↓

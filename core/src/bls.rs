// Copyright 2025 RISC Zero, Inc.
//
// Licensed under the Apache License, Version 2.0 (the "License");
// you may not use this file except in compliance with the License.
// You may obtain a copy of the License at
//
//     http://www.apache.org/licenses/LICENSE-2.0
//
// Unless required by applicable law or agreed to in writing, software
// distributed under the License is distributed on an "AS IS" BASIS,
// WITHOUT WARRANTIES OR CONDITIONS OF ANY KIND, either express or implied.
// See the License for the specific language governing permissions and
// limitations under the License.

use crate::{PublicKeyBytes, Root, SignatureBytes};
use alloc::string::{String, ToString};
use blst::BLST_ERROR;
use blst::min_pk as bls;
use ssz_merkle::{TreeHash, tree_hash_container};

// domain string, must match what is used in signing. This one should be good for beacon chain
pub(crate) const DST: &[u8] = b"BLS_SIG_BLS12381G2_XMD:SHA-256_SSWU_RO_POP_";

#[derive(Debug, Clone, PartialEq)]
pub enum BlsError {
    InvalidPublicKey,
    InvalidSignature,
    Other(String),
}

impl From<BLST_ERROR> for BlsError {
    fn from(value: BLST_ERROR) -> Self {
        Self::Other(format_args!("{:?}", value).to_string())
    }
}

impl core::fmt::Display for BlsError {
    fn fmt(&self, f: &mut core::fmt::Formatter<'_>) -> core::fmt::Result {
        match self {
            BlsError::InvalidPublicKey => write!(f, "Invalid public key"),
            BlsError::InvalidSignature => write!(f, "Invalid signature"),
            BlsError::Other(err) => write!(f, "BLS error: {}", err),
        }
    }
}

impl core::error::Error for BlsError {}

#[derive(Clone, Debug, PartialEq, Eq)]
#[repr(transparent)]
pub struct PublicKey(bls::PublicKey);

impl PublicKey {
    /// Decodes a compressed (48 byte) or serialized (96 byte) public key.
    #[inline]
    pub fn from_bytes(bytes: &[u8]) -> Result<Self, BlsError> {
        bls::PublicKey::from_bytes(bytes)
            .map(PublicKey)
            .map_err(|_| BlsError::InvalidPublicKey)
    }

    #[inline]
    pub fn compress(&self) -> PublicKeyBytes {
        PublicKeyBytes::from(self.0.compress())
    }
}

#[derive(Clone, Debug, PartialEq, Eq)]
#[repr(transparent)]
pub struct Signature(bls::Signature);

impl Signature {
    pub fn from_bytes(bytes: &[u8]) -> Result<Self, BlsError> {
        Ok(Signature(bls::Signature::from_bytes(bytes)?))
    }

    pub fn to_bytes(&self) -> SignatureBytes {
        SignatureBytes::from(self.0.to_bytes())
    }
}

pub fn verify_signature(
    public_key: &PublicKey,
    msg: &[u8],
    signature: &Signature,
) -> Result<(), BlsError> {
    let res = signature.0.verify(true, msg, DST, &[], &public_key.0, true);
    if res == BLST_ERROR::BLST_SUCCESS {
        Ok(())
    } else {
        Err(BlsError::InvalidSignature)
    }
}

/// Signature domain: the fork version in the high 32 bits, the domain type in
/// the low bits.
/// Packs a fork version into the upper and the domain type into the lower 32
/// bits. Fork versions are bounded to 32 bits by `ChainSpec::validate`.
#[inline]
pub fn compute_domain(fork_version: u64, domain_type: u64) -> u64 {
    fork_version.wrapping_shl(32).wrapping_add(domain_type)
}

struct SigningData {
    object_root: Root,
    domain: u64,
}

tree_hash_container!(SigningData {
    object_root,
    domain
});

/// The message actually signed for an object with root `object_root`.
pub fn compute_signing_root(object_root: Root, domain: u64) -> Root {
    SigningData {
        object_root,
        domain,
    }
    .hash_tree_root()
}

/// Verifies `signature` by `pubkey` over `message_root` in `domain`.
pub fn bls_verify(
    pubkey: &PublicKeyBytes,
    message_root: Root,
    signature: &SignatureBytes,
    domain: u64,
) -> Result<(), BlsError> {
    let public_key = PublicKey::from_bytes(pubkey.as_slice())?;
    let signature = Signature::from_bytes(signature.as_slice())?;
    let signing_root = compute_signing_root(message_root, domain);
    verify_signature(&public_key, signing_root.as_slice(), &signature)
}
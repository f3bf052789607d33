// Copyright 2025 RISC Zero, Inc.
//
// Licensed under the Apache License, Version 2.0 (the "License");
// you may not use this file except in compliance with the License.
// You may obtain a copy of the License at
//
//     http://www.apache.org/licenses/LICENSE-2.0
//
// Unless required by applicable law or agreed to in writing, software
// distributed under the License is distributed on an "AS IS" BASIS,
// WITHOUT WARRANTIES OR CONDITIONS OF ANY KIND, either express or implied.
// See the License for the specific language governing permissions and
// limitations under the License.

//! Beacon chain state, genesis construction and the slot/block state
//! transition.

extern crate alloc;

use alloy_primitives::{B256, FixedBytes};

mod apply_block;
mod beacon_state;
mod bls;
mod committee_cache;
mod config;
mod deposit;
mod deposit_data;
mod epoch_processing;
mod genesis;
mod operations;
mod spec;
#[cfg(any(test, feature = "test-utils"))]
pub mod test_utils;
mod validator;
mod validator_status;

pub use apply_block::*;
pub use beacon_state::*;
pub use bls::*;
pub use committee_cache::*;
pub use config::*;
pub use deposit::*;
pub use deposit_data::*;
pub use epoch_processing::*;
pub use genesis::*;
pub use operations::*;
pub use spec::*;
pub use validator::*;
pub use validator_status::*;

pub use ssz_merkle::{TreeHash, hash};

pub type Slot = u64;
pub type Shard = u64;
pub type Gwei = u64;
pub type ValidatorIndex = usize;
pub type Root = B256;
pub type PublicKeyBytes = FixedBytes<48>;
pub type SignatureBytes = FixedBytes<96>;

#[macro_export]
macro_rules! ensure {
    ($cond:expr, $err:expr) => {
        if !$cond {
            return Err($err);
        }
    };
}
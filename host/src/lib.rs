// Copyright 2025 RISC Zero, Inc.
//
// Licensed under the Apache License, Version 2.0 (the "License");
// you may not use this file except in compliance with the License.
// You may obtain a copy of the License at
//
//     http://www.apache.org/licenses/LICENSE-2.0
//
// Unless required by applicable law or agreed to in writing, software
// distributed under the License is distributed on an "AS IS" BASIS,
// WITHOUT WARRANTIES OR CONDITIONS OF ANY KIND, either express or implied.
// See the License for the specific language governing permissions and
// limitations under the License.

mod deposits;
mod driver;
mod state_file;

pub use deposits::*;
pub use driver::*;
pub use state_file::*;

↑

What is required:
Scan the records above and report every line with the string "Other".

Task output:
    Other(String),
        Self::Other(format_args!("{:?}", value).to_string())
            BlsError::Other(err) => write!(f, "BLS error: {}", err),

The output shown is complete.